There is a new study that shows people who let themselves get some exposure to direct sunshine aren’t as prone to come down with MS as those who take steps to minimize sunlight contact on skin. The study was actually performed to see how Vitamin D affects the progression of Multiple Sclerosis. It didn’t take much time for them to realize that it is the Vitamin D our bodies produce after exposure to sunlight that is at the center of the issue.

It has been acknowledged for years that the sun and Vitamin D can be used to hinder the abnormal immune system workings that are thought to contribute to MS. This study, however, deals primarily with the effects of sunlight on the people who are just starting to experience the very earliest symptoms of the disease. The objective of the study is to discover how sunlight and Vitamin D might have an affect on the symptoms doctors call “precursor” to actual symptoms of the disease.

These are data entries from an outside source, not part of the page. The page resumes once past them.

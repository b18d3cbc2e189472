//! Export formats for the cadenza workstation.
//!
//! Writes standard multi-track note files and 16-bit PCM WAV files, and
//! reads WAV back into sample buffers.

mod midi_format;
mod wav_format;

pub use midi_format::{
    note_file_chunks, read_vlq, write_note_file, write_vlq, ChunkInfo, NOTE_FILE_FORMAT,
};
pub use wav_format::{audio_buffer_to_wav, load_wav, write_wav};

/// Error type for format parsing.
#[derive(Debug, Clone, PartialEq, Eq)]
pub enum FormatError {
    /// Invalid file header or magic bytes
    InvalidHeader,
    /// Unexpected end of file
    UnexpectedEof,
    /// Unsupported format version
    UnsupportedVersion,
    /// I/O error
    Io(String),
}

impl std::fmt::Display for FormatError {
    fn fmt(&self, f: &mut std::fmt::Formatter<'_>) -> std::fmt::Result {
        match self {
            FormatError::InvalidHeader => write!(f, "Invalid header"),
            FormatError::UnexpectedEof => write!(f, "Unexpected end of file"),
            FormatError::UnsupportedVersion => write!(f, "Unsupported format version"),
            FormatError::Io(msg) => write!(f, "I/O error: {}", msg),
        }
    }
}

impl std::error::Error for FormatError {}

impl From<binrw::Error> for FormatError {
    fn from(err: binrw::Error) -> Self {
        match err {
            binrw::Error::BadMagic { .. } => FormatError::InvalidHeader,
            binrw::Error::Io(e) if e.kind() == std::io::ErrorKind::UnexpectedEof => {
                FormatError::UnexpectedEof
            }
            other => FormatError::Io(other.to_string()),
        }
    }
}
//! CPAL-based audio output backend.

use cpal::traits::{DeviceTrait, HostTrait, StreamTrait};
use cpal::{Device, Stream, StreamConfig};
use cz_engine::Frame;
use ringbuf::traits::{Consumer, Observer, Producer, Split};
use ringbuf::{HeapCons, HeapProd, HeapRb};
use std::sync::atomic::{AtomicBool, Ordering};
use std::sync::Arc;

use crate::traits::{AudioError, AudioOutput};

/// Queue depth in seconds between the render thread and the device.
const QUEUE_SECONDS: f32 = 0.1;

/// CPAL-based audio output.
pub struct CpalOutput {
    device: Device,
    config: StreamConfig,
    stream: Option<Stream>,
    producer: HeapProd<Frame>,
    running: Arc<AtomicBool>,
}

impl CpalOutput {
    /// Open the default output device. The returned consumer feeds
    /// [`CpalOutput::build_stream`].
    pub fn new() -> Result<(Self, HeapCons<Frame>), AudioError> {
        let host = cpal::default_host();
        let device = host
            .default_output_device()
            .ok_or(AudioError::NoDevice)?;

        let config = device
            .default_output_config()
            .map_err(|e| AudioError::DeviceInit(e.to_string()))?;

        let mut config: StreamConfig = config.into();
        // The callback interleaves stereo pairs
        config.channels = 2;

        let capacity = (config.sample_rate.0 as f32 * QUEUE_SECONDS) as usize;
        let rb = HeapRb::<Frame>::new(capacity.max(1));
        let (producer, consumer) = rb.split();

        let name = device.name().unwrap_or_default();
        tracing::info!(
            device = %name,
            sample_rate = config.sample_rate.0,
            capacity,
            "audio output opened"
        );

        let output = Self {
            device,
            config,
            stream: None,
            producer,
            running: Arc::new(AtomicBool::new(false)),
        };

        Ok((output, consumer))
    }

    /// Build and start the device stream, draining `consumer`.
    pub fn build_stream(&mut self, mut consumer: HeapCons<Frame>) -> Result<(), AudioError> {
        let running = self.running.clone();
        let channels = self.config.channels as usize;

        let stream = self
            .device
            .build_output_stream(
                &self.config,
                move |data: &mut [f32], _: &cpal::OutputCallbackInfo| {
                    if !running.load(Ordering::Relaxed) {
                        data.fill(0.0);
                        return;
                    }

                    for chunk in data.chunks_mut(channels) {
                        let frame = consumer.try_pop().unwrap_or_default();
                        for (i, sample) in chunk.iter_mut().enumerate() {
                            *sample = match i {
                                0 => frame.left,
                                1 => frame.right,
                                _ => 0.0,
                            };
                        }
                    }
                },
                |err| tracing::error!(%err, "audio stream error"),
                None,
            )
            .map_err(|e| AudioError::StreamCreate(e.to_string()))?;

        stream.play().map_err(|e| AudioError::Playback(e.to_string()))?;
        self.stream = Some(stream);

        Ok(())
    }
}

impl AudioOutput for CpalOutput {
    fn sample_rate(&self) -> u32 {
        self.config.sample_rate.0
    }

    fn write(&mut self, frames: &[Frame]) -> usize {
        self.producer.push_slice(frames)
    }

    fn available(&self) -> usize {
        self.producer.vacant_len()
    }

    fn start(&mut self) -> Result<(), AudioError> {
        self.running.store(true, Ordering::Relaxed);
        if let Some(ref stream) = self.stream {
            stream.play().map_err(|e| AudioError::Playback(e.to_string()))?;
        }
        Ok(())
    }

    fn stop(&mut self) -> Result<(), AudioError> {
        self.running.store(false, Ordering::Relaxed);
        if let Some(ref stream) = self.stream {
            stream.pause().map_err(|e| AudioError::Playback(e.to_string()))?;
        }
        Ok(())
    }
}
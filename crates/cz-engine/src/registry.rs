//! Registry of in-flight emissions owned by the transport.
//!
//! Every emission the transport schedules is registered here so that a
//! stop can find and kill it, whichever pass created it. The registry is
//! a single critical section. Callers that also hold the render graph
//! lock must take the graph first.

use std::sync::{Mutex, MutexGuard, PoisonError};

use slotmap::SlotMap;

use crate::graph::{EmissionKey, RenderGraph};

slotmap::new_key_type! {
    /// Identifier of a registered voice.
    pub struct VoiceId;
}

/// An emission the transport is responsible for.
#[derive(Clone, Copy, Debug, PartialEq)]
pub struct ScheduledVoice {
    pub emission: EmissionKey,
    /// Track the voice belongs to
    pub track: usize,
    /// Whether it came from live input rather than a scheduling pass
    pub live: bool,
}

impl ScheduledVoice {
    pub fn scheduled(emission: EmissionKey, track: usize) -> Self {
        Self {
            emission,
            track,
            live: false,
        }
    }

    pub fn live(emission: EmissionKey, track: usize) -> Self {
        Self {
            emission,
            track,
            live: true,
        }
    }
}

/// Lock-guarded arena of scheduled voices.
#[derive(Debug, Default)]
pub struct VoiceRegistry {
    voices: Mutex<SlotMap<VoiceId, ScheduledVoice>>,
}

impl VoiceRegistry {
    pub fn new() -> Self {
        Self::default()
    }

    fn voices(&self) -> MutexGuard<'_, SlotMap<VoiceId, ScheduledVoice>> {
        self.voices.lock().unwrap_or_else(PoisonError::into_inner)
    }

    pub fn register(&self, voice: ScheduledVoice) -> VoiceId {
        self.voices().insert(voice)
    }

    pub fn get(&self, id: VoiceId) -> Option<ScheduledVoice> {
        self.voices().get(id).copied()
    }

    /// Kill every registered emission immediately and forget it.
    /// Scheduled releases are overridden. Returns how many were killed.
    pub fn stop_all(&self, graph: &mut RenderGraph) -> usize {
        let mut voices = self.voices();
        let mut killed = 0;
        for (_, voice) in voices.drain() {
            if graph.kill(voice.emission) {
                killed += 1;
            }
        }
        killed
    }

    /// Kill only the voices produced by scheduling passes, leaving live
    /// input sounding.
    pub fn stop_scheduled(&self, graph: &mut RenderGraph) -> usize {
        let mut voices = self.voices();
        let mut killed = 0;
        voices.retain(|_, voice| {
            if voice.live {
                return true;
            }
            if graph.kill(voice.emission) {
                killed += 1;
            }
            false
        });
        killed
    }

    /// Forget voices whose emission has finished in the graph.
    pub fn reap_finished(&self, graph: &RenderGraph) -> usize {
        let mut voices = self.voices();
        let before = voices.len();
        voices.retain(|_, voice| graph.contains(voice.emission));
        before - voices.len()
    }

    pub fn len(&self) -> usize {
        self.voices().len()
    }

    pub fn is_empty(&self) -> bool {
        self.voices().is_empty()
    }
}

#[cfg(test)]
mod tests {
    use super::*;
    use crate::graph::{Emission, Source};
    use cz_ir::Waveform;

    fn tone(graph: &mut RenderGraph, stop: f64) -> EmissionKey {
        graph.add_emission(
            Emission::new(None, 0.0, stop).with_source(Source::oscillator(Waveform::Sine, 440.0, 0.0)),
        )
    }

    #[test]
    fn stop_all_kills_everything() {
        let mut graph = RenderGraph::new(8_000, 1);
        let registry = VoiceRegistry::new();
        for _ in 0..4 {
            let key = tone(&mut graph, 10.0);
            registry.register(ScheduledVoice::scheduled(key, 0));
        }
        assert_eq!(registry.stop_all(&mut graph), 4);
        assert!(registry.is_empty());
        assert_eq!(graph.emission_count(), 0);
    }

    #[test]
    fn stop_all_twice_is_harmless() {
        let mut graph = RenderGraph::new(8_000, 1);
        let registry = VoiceRegistry::new();
        assert_eq!(registry.stop_all(&mut graph), 0);
        assert_eq!(registry.stop_all(&mut graph), 0);
    }

    #[test]
    fn stop_scheduled_spares_live_voices() {
        let mut graph = RenderGraph::new(8_000, 1);
        let registry = VoiceRegistry::new();
        let a = tone(&mut graph, 10.0);
        let b = tone(&mut graph, 10.0);
        registry.register(ScheduledVoice::scheduled(a, 0));
        let live = registry.register(ScheduledVoice::live(b, 0));
        assert_eq!(registry.stop_scheduled(&mut graph), 1);
        assert_eq!(registry.len(), 1);
        assert!(registry.get(live).is_some());
        assert!(graph.contains(b));
    }

    #[test]
    fn finished_voices_are_reaped() {
        let mut graph = RenderGraph::new(8_000, 1);
        let registry = VoiceRegistry::new();
        let short = tone(&mut graph, 0.01);
        let long = tone(&mut graph, 10.0);
        registry.register(ScheduledVoice::scheduled(short, 0));
        registry.register(ScheduledVoice::scheduled(long, 0));
        graph.advance(800);
        assert_eq!(registry.reap_finished(&graph), 1);
        assert_eq!(registry.len(), 1);
    }
}
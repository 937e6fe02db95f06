//! Top-level facade tying the session and services together.

use std::collections::HashSet;
use std::sync::Arc;

use crate::api::error::Result;
use crate::auth::{AuthSession, CallbackHandle, Token};
use crate::config::ClientConfig;
use crate::services::{AccountService, CatalogService, LockService};

/// A connected view of one LockCloud account.
///
/// Construction validates the credential invariant but performs no
/// network traffic; call [`login`](Self::login) to establish the
/// session. When the account demands a second factor, `login` returns
/// `ApiError::TwoFactorRequired` and the caller should collect a code
/// and call [`login_with_2fa`](Self::login_with_2fa).
pub struct Client {
    session: Arc<AuthSession>,
    catalog: Arc<CatalogService>,
    locks: LockService,
    account: AccountService,
}

impl std::fmt::Debug for Client {
    fn fmt(&self, f: &mut std::fmt::Formatter<'_>) -> std::fmt::Result {
        f.debug_struct("Client").finish_non_exhaustive()
    }
}

impl Client {
    /// Build a client from a username/password pair, a previously
    /// issued token, or both (the token is adopted, the credentials
    /// kept for a potential second-factor exchange).
    pub fn new(
        config: ClientConfig,
        username: Option<String>,
        password: Option<String>,
        token: Option<Token>,
    ) -> Result<Self> {
        let session = Arc::new(AuthSession::new(config, username, password, token)?);
        let catalog = Arc::new(CatalogService::new(session.clone()));
        let locks = LockService::new(session.clone(), catalog.clone());
        let account = AccountService::new(session.clone());
        Ok(Self {
            session,
            catalog,
            locks,
            account,
        })
    }

    /// Establish the session: adopt-and-refresh an existing token, or
    /// perform a direct credential login.
    pub async fn login(&self) -> Result<Token> {
        self.session.login().await
    }

    /// Complete a pending two-factor challenge.
    pub async fn login_with_2fa(&self, verification_code: &str) -> Result<Token> {
        self.session.complete_two_factor(verification_code).await
    }

    /// Check whether a username/password pair can authenticate.
    pub async fn valid_login(
        config: ClientConfig,
        username: &str,
        password: &str,
    ) -> Result<bool> {
        let client = Client::new(
            config,
            Some(username.to_string()),
            Some(password.to_string()),
            None,
        )?;
        client.login().await?;
        Ok(!client.session.should_refresh().await)
    }

    pub fn session(&self) -> &AuthSession {
        &self.session
    }

    pub fn catalog(&self) -> &CatalogService {
        &self.catalog
    }

    pub fn locks(&self) -> &LockService {
        &self.locks
    }

    pub fn account(&self) -> &AccountService {
        &self.account
    }

    /// Register an observer invoked with a snapshot of the token after
    /// every login, two-factor completion, or refresh. This is the
    /// persistence hook: the library itself writes nothing to disk.
    pub async fn on_token_change<F>(&self, callback: F) -> CallbackHandle
    where
        F: Fn(Token) -> futures::future::BoxFuture<'static, ()> + Send + Sync + 'static,
    {
        self.session.on_token_change(callback).await
    }

    pub async fn remove_token_change(&self, handle: CallbackHandle) -> bool {
        self.session.remove_token_change(handle).await
    }

    /// Every device id known to the backend for this account.
    pub async fn unique_device_ids(&self) -> Result<HashSet<String>> {
        let devices = self.catalog.devices().await?;
        // Group records travel in the catalog without an identifier.
        Ok(devices
            .into_iter()
            .map(|d| d.mac)
            .filter(|mac| !mac.is_empty())
            .collect())
    }

    pub async fn notifications_enabled(&self) -> Result<bool> {
        self.account.notifications_enabled().await
    }

    pub async fn enable_notifications(&self) -> Result<()> {
        self.account.set_push_info(true).await
    }

    pub async fn disable_notifications(&self) -> Result<()> {
        self.account.set_push_info(false).await
    }
}
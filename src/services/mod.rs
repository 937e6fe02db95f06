//! Services built atop the authenticated session.
//!
//! - `catalog`: gateway/lock/group discovery and normalization
//! - `lock`: lock/unlock control and live status
//! - `account`: push settings and the user profile

pub mod account;
pub mod catalog;
pub mod lock;

pub use account::AccountService;
pub use catalog::CatalogService;
pub use lock::LockService;
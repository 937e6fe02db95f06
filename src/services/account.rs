//! Account-level operations: push notification settings and the user
//! profile. Profile reads go through the Scheme-A signed header bundle.

use std::collections::BTreeMap;
use std::sync::Arc;

use chrono::Utc;
use serde_json::{json, Value};

use crate::api::classify::{check_hms, check_standard};
use crate::api::error::Result;
use crate::auth::AuthSession;
use crate::config::{APP_NAME, APP_VER, APP_VERSION, PHONE_ID, PHONE_SYSTEM_TYPE, SC, SV};

pub struct AccountService {
    session: Arc<AuthSession>,
}

impl AccountService {
    pub fn new(session: Arc<AuthSession>) -> Self {
        Self { session }
    }

    /// Toggle push notifications for the account.
    pub async fn set_push_info(&self, on: bool) -> Result<()> {
        self.session.refresh_if_needed().await?;

        let url = format!(
            "{}/app/user/set_push_info",
            self.session.config().device_api_base_url
        );
        let payload = json!({
            "phone_system_type": PHONE_SYSTEM_TYPE,
            "app_version": APP_VERSION,
            "app_ver": APP_VER,
            "push_switch": if on { "1" } else { "2" },
            "sc": SC,
            "ts": Utc::now().timestamp(),
            "sv": SV,
            "access_token": self.session.access_token().await?,
            "phone_id": PHONE_ID,
            "app_name": APP_NAME,
        });

        let response = self.session.post_json(&url, None, &payload).await?;
        check_standard(&response)?;
        Ok(())
    }

    /// Fetch the account profile through the signed header bundle.
    pub async fn user_profile(&self) -> Result<Value> {
        self.session.refresh_if_needed().await?;

        let mut query = BTreeMap::new();
        query.insert("keys".to_string(), String::new());
        query.insert(
            "nonce".to_string(),
            Utc::now().timestamp_millis().to_string(),
        );

        let headers = self.session.signed_headers(&query).await?;
        let url = format!(
            "{}/app/v2/platform/get_user_profile",
            self.session.config().device_api_base_url
        );

        let response = self.session.get(&url, Some(headers), Some(&query)).await?;
        check_hms(&response)?;
        Ok(response)
    }

    /// True when the account has push notifications enabled.
    pub async fn notifications_enabled(&self) -> Result<bool> {
        let profile = self.user_profile().await?;
        let notification = profile.pointer("/data/notification");
        Ok(match notification {
            Some(Value::Bool(b)) => *b,
            Some(Value::Number(n)) => n.as_i64() == Some(1),
            _ => false,
        })
    }
}
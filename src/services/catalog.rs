//! Device catalog: gateways, locks, and lock-groups for an account.
//!
//! The listing endpoints disagree on envelope shape (`{list, total}`
//! vs `{data: {list, total}}`) and on which key carries the device
//! identifier, so every record is normalized here: a synthetic
//! `product_type` tag and a unified `mac` copied from the
//! vendor-specific key.

use std::collections::BTreeMap;
use std::sync::Arc;

use serde::Deserialize;
use serde_json::{Map, Value};
use tokio::sync::RwLock;
use tracing::{debug, warn};

use crate::api::classify::check_standard;
use crate::api::error::Result;
use crate::auth::AuthSession;
use crate::config::PAGE_SIZE;
use crate::models::{Device, Group};

/// One page of a paginated listing response
#[derive(Debug, Default, Deserialize)]
struct ListPage {
    #[serde(default)]
    list: Vec<Map<String, Value>>,
    #[serde(default)]
    total: u64,
}

/// The two envelope shapes the listing endpoints return. Untagged:
/// the nested form is tried first, then the flat form.
#[derive(Debug, Deserialize)]
#[serde(untagged)]
enum ListEnvelope {
    Nested { data: ListPage },
    Flat(ListPage),
}

impl ListEnvelope {
    fn into_page(self) -> ListPage {
        match self {
            ListEnvelope::Nested { data } => data,
            ListEnvelope::Flat(page) => page,
        }
    }
}

/// Shape-detect a listing response. Unparseable envelopes degrade to
/// an empty page.
fn parse_page(response: &Value) -> ListPage {
    match serde_json::from_value::<ListEnvelope>(response.clone()) {
        Ok(envelope) => envelope.into_page(),
        Err(err) => {
            warn!(%err, "unrecognized list envelope, treating as empty");
            ListPage::default()
        }
    }
}

/// Gateways arrive without a `mac` field; copy the network identifier
/// into the unified key and tag the record.
fn normalize_gateway(mut raw: Map<String, Value>) -> Device {
    let mac = raw
        .get("networkMac")
        .or_else(|| raw.get("gatewayMac"))
        .and_then(Value::as_str)
        .unwrap_or_default()
        .to_string();
    raw.insert("mac".into(), Value::String(mac));
    raw.insert("product_type".into(), Value::String("gateway".into()));
    Device::from_raw(raw)
}

/// Group records travel in the same merged sequence as gateways and
/// locks. They carry no device identifier; only the synthetic type tag
/// is added.
fn normalize_group_record(mut raw: Map<String, Value>) -> Device {
    raw.insert("product_type".into(), Value::String("group".into()));
    Device::from_raw(raw)
}

fn normalize_lock(mut raw: Map<String, Value>) -> Device {
    let mac = raw
        .get("lockMac")
        .and_then(Value::as_str)
        .unwrap_or_default()
        .to_string();
    raw.insert("mac".into(), Value::String(mac));
    raw.insert("product_type".into(), Value::String("Lock".into()));
    Device::from_raw(raw)
}

/// Fetches and normalizes the account's device catalog. Owns an
/// explicit device cache, replaced on every `list_devices` call.
pub struct CatalogService {
    session: Arc<AuthSession>,
    devices: RwLock<Option<Vec<Device>>>,
}

impl CatalogService {
    pub fn new(session: Arc<AuthSession>) -> Self {
        Self {
            session,
            devices: RwLock::new(None),
        }
    }

    /// Fetch gateways, then the sync data (group records and the locks
    /// of group 0), sequentially: the backend paginates statefully.
    /// The results merge gateways-first into one sequence. Replaces the
    /// cache.
    pub async fn list_devices(&self) -> Result<Vec<Device>> {
        let gateway_url = format!("{}/v3/gateway/list", self.session.config().api_base_url);
        let mut devices: Vec<Device> = self
            .fetch_pages(&gateway_url, 0)
            .await?
            .into_iter()
            .map(normalize_gateway)
            .collect();

        let group_records = self.fetch_group_records().await?;
        devices.extend(group_records.into_iter().map(normalize_group_record));

        devices.extend(self.fetch_locks(0).await?);
        debug!(count = devices.len(), "device catalog fetched");

        *self.devices.write().await = Some(devices.clone());
        Ok(devices)
    }

    /// Cached catalog, or a fresh fetch when none is held.
    pub async fn devices(&self) -> Result<Vec<Device>> {
        if let Some(devices) = self.devices.read().await.clone() {
            return Ok(devices);
        }
        self.list_devices().await
    }

    pub async fn invalidate(&self) {
        *self.devices.write().await = None;
    }

    pub async fn get_groups(&self) -> Result<Vec<Group>> {
        let records = self.fetch_group_records().await?;
        Ok(records.into_iter().map(Group::from_raw).collect())
    }

    async fn fetch_group_records(&self) -> Result<Vec<Map<String, Value>>> {
        let url = format!(
            "{}/v3/lock/getGroupByForLock",
            self.session.config().api_base_url
        );
        self.fetch_pages(&url, 0).await
    }

    pub async fn get_locks_by_group(&self, group_id: i64) -> Result<Vec<Device>> {
        self.fetch_locks(group_id).await
    }

    async fn fetch_locks(&self, group_id: i64) -> Result<Vec<Device>> {
        let url = format!(
            "{}/v3/lock/getLockByGroupId",
            self.session.config().api_base_url
        );
        let records = self.fetch_pages(&url, group_id).await?;
        Ok(records.into_iter().map(normalize_lock).collect())
    }

    /// Walk a paginated listing endpoint until the reported total is
    /// collected. The token is re-checked before every page, and the
    /// bearer headers rebuilt, in case a refresh happened mid-walk.
    async fn fetch_pages(&self, url: &str, group_id: i64) -> Result<Vec<Map<String, Value>>> {
        let mut records = Vec::new();
        let mut page_no = 1u32;
        loop {
            self.session.refresh_if_needed().await?;
            let headers = self.session.bearer_headers().await?;

            let mut form = BTreeMap::new();
            form.insert("groupId".to_string(), group_id.to_string());
            form.insert("pageNo".to_string(), page_no.to_string());
            form.insert("pageSize".to_string(), PAGE_SIZE.to_string());

            let response = self.session.post_form(url, Some(headers), &form).await?;
            check_standard(&response)?;

            let page = parse_page(&response);
            let fetched = page.list.len();
            records.extend(page.list);

            if fetched == 0 || records.len() as u64 >= page.total {
                break;
            }
            page_no += 1;
        }
        Ok(records)
    }
}

#[cfg(test)]
mod tests {
    use super::*;
    use std::sync::atomic::{AtomicUsize, Ordering};

    use serde_json::json;

    use crate::auth::Token;
    use crate::models::DeviceType;
    use crate::test_support::{spawn_stub, stub_config};

    fn raw(value: Value) -> Map<String, Value> {
        value.as_object().cloned().unwrap_or_default()
    }

    #[test]
    fn test_parse_page_flat_shape() {
        let page = parse_page(&json!({"list": [{"a": 1}], "total": 1}));
        assert_eq!(page.list.len(), 1);
        assert_eq!(page.total, 1);
    }

    #[test]
    fn test_parse_page_nested_shape() {
        let page = parse_page(&json!({"data": {"list": [{"a": 1}, {"b": 2}], "total": 9}}));
        assert_eq!(page.list.len(), 2);
        assert_eq!(page.total, 9);
    }

    #[test]
    fn test_parse_page_garbage_is_empty() {
        let page = parse_page(&json!(null));
        assert!(page.list.is_empty());
        let page = parse_page(&json!({"data": 5}));
        assert!(page.list.is_empty());
    }

    #[test]
    fn test_gateway_normalization() {
        let device = normalize_gateway(raw(json!({"networkMac": "AA:BB", "gatewayName": "g"})));
        assert_eq!(device.mac, "AA:BB");
        assert_eq!(device.device_type(), DeviceType::Gateway);
    }

    #[test]
    fn test_gateway_mac_fallback_key() {
        let device = normalize_gateway(raw(json!({"gatewayMac": "CC:DD"})));
        assert_eq!(device.mac, "CC:DD");
    }

    #[test]
    fn test_group_record_normalization() {
        let device = normalize_group_record(raw(json!({"groupId": 3, "groupName": "Home"})));
        assert_eq!(device.device_type(), DeviceType::LockGroup);
        assert_eq!(device.mac, "");
        assert_eq!(device.raw.get("groupId"), Some(&json!(3)));
    }

    #[test]
    fn test_lock_normalization() {
        let device = normalize_lock(raw(json!({"lockMac": "EE:FF", "lockId": 42})));
        assert_eq!(device.mac, "EE:FF");
        assert_eq!(device.device_type(), DeviceType::Lock);
    }

    const CATALOG_BODY: &str = r#"{"data":{"list":[{"networkMac":"AA:BB","lockMac":"AA:BB","lockId":42}],"total":1}}"#;

    #[tokio::test]
    async fn test_list_devices_merges_gateways_first() {
        let hits = Arc::new(AtomicUsize::new(0));
        let base = spawn_stub(CATALOG_BODY, hits.clone()).await;
        let session = Arc::new(
            AuthSession::new(stub_config(&base), None, None, Some(Token::new("t"))).unwrap(),
        );
        let catalog = CatalogService::new(session);

        let devices = catalog.list_devices().await.unwrap();

        // Gateway, group, and lock fetches, one page each.
        assert_eq!(hits.load(Ordering::SeqCst), 3);
        assert_eq!(devices.len(), 3);
        assert_eq!(devices[0].device_type(), DeviceType::Gateway);
        assert_eq!(devices[1].device_type(), DeviceType::LockGroup);
        assert_eq!(devices[2].device_type(), DeviceType::Lock);
        assert_eq!(devices[0].mac, "AA:BB");

        // The cache answers without another fetch; invalidation clears it.
        let cached = catalog.devices().await.unwrap();
        assert_eq!(cached.len(), 3);
        assert_eq!(hits.load(Ordering::SeqCst), 3);
        catalog.invalidate().await;
        catalog.devices().await.unwrap();
        assert_eq!(hits.load(Ordering::SeqCst), 6);
    }

    #[tokio::test]
    async fn test_get_groups() {
        let hits = Arc::new(AtomicUsize::new(0));
        let body = r#"{"data":{"list":[{"groupId":3,"groupName":"Home"}],"total":1}}"#;
        let base = spawn_stub(body, hits).await;
        let session = Arc::new(
            AuthSession::new(stub_config(&base), None, None, Some(Token::new("t"))).unwrap(),
        );
        let catalog = CatalogService::new(session);

        let groups = catalog.get_groups().await.unwrap();
        assert_eq!(groups.len(), 1);
        assert_eq!(groups[0].id, 3);
        assert_eq!(groups[0].name, "Home");
    }
}
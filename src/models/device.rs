use serde_json::{Map, Value};

/// Raw attribute key carrying the device type tag
const TYPE_KEY: &str = "product_type";
/// Raw attribute key carrying the unified device identifier
const MAC_KEY: &str = "mac";

/// Device type tag, mapped from the raw vendor string. The vendor adds
/// models without notice, so unrecognized strings map to `Unknown`
/// instead of failing.
#[derive(Debug, Clone, Copy, PartialEq, Eq, Hash)]
pub enum DeviceType {
    Lock,
    Gateway,
    GatewayV2,
    /// Lock-group record traveling in the merged catalog sequence
    LockGroup,
    Keypad,
    Camera,
    ContactSensor,
    MotionSensor,
    Thermostat,
    Common,
    Unknown,
}

impl DeviceType {
    pub fn from_raw(raw: &str) -> Self {
        match raw {
            "Lock" => DeviceType::Lock,
            "gateway" => DeviceType::Gateway,
            "GateWay" => DeviceType::GatewayV2,
            "group" => DeviceType::LockGroup,
            "Keypad" => DeviceType::Keypad,
            "Camera" => DeviceType::Camera,
            "ContactSensor" => DeviceType::ContactSensor,
            "MotionSensor" => DeviceType::MotionSensor,
            "Thermostat" => DeviceType::Thermostat,
            "Common" => DeviceType::Common,
            _ => DeviceType::Unknown,
        }
    }
}

/// A vendor-side physical unit (gateway or lock).
///
/// The vendor schema differs between endpoints, so every field the
/// backend returned is retained in `raw`; the struct models only the
/// normalized convenience attributes. Instances are ephemeral: a
/// catalog fetch or status refresh replaces them wholesale rather than
/// reconciling field by field.
#[derive(Debug, Clone)]
pub struct Device {
    /// MAC-like unique identifier, normalized from the vendor-specific key
    pub mac: String,
    pub available: bool,
    pub door_open: bool,
    pub trash_mode: bool,
    pub unlocked: bool,
    /// Every field the backend returned for this record
    pub raw: Map<String, Value>,
}

impl Device {
    pub fn from_raw(raw: Map<String, Value>) -> Self {
        let mac = raw
            .get(MAC_KEY)
            .and_then(Value::as_str)
            .unwrap_or_default()
            .to_string();
        Self {
            mac,
            available: false,
            door_open: false,
            trash_mode: false,
            unlocked: false,
            raw,
        }
    }

    /// Derived from the raw map on every call so it can never diverge
    /// from `raw`.
    pub fn device_type(&self) -> DeviceType {
        self.raw
            .get(TYPE_KEY)
            .and_then(Value::as_str)
            .map(DeviceType::from_raw)
            .unwrap_or(DeviceType::Unknown)
    }

    pub fn nickname(&self) -> Option<&str> {
        self.raw.get("nickname").and_then(Value::as_str)
    }
}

Unfortunately there are not a lot of ways of really quantify the hypothesis of the study. The study wants to demonstrate whether or not exposure to the sunlight can actually prevent MS. Unfortunately, the researchers learned, the only way to that is to monitor people over the course of their lives. This is just about the only solution to actually assess the levels of Vitamin D that are already present in a person’s blood before the precursors to MS start to become apparent. The way it stands now, and has stood (widely recognized) for a long time is that people who live in warm and sunny climates and who get more exposure to direct sunlight are less likely to develop MS than those who live in dark or cold climates and get very little exposure to the sun.

There is also the very significant issue that spending too much time in the sunlight greatly increases a person’s chances of developing skin cancer. So, if you make an effort to stop one disease, there’s a chance you’re helping to induce the other one. Of course, skin cancer-if caught early on-has an increased chance of being cured. MS still isn’t curable.

So what should you do: chance skin cancer or risk MS? Talk to your doctor to figure out if this is an excellent strategy. Your health care provider can evaluate your current health status, your health background and even your genetics to determine if you are even at risk for the disease in the first place. From here your physician will be able to make it easier to determine the best course of action.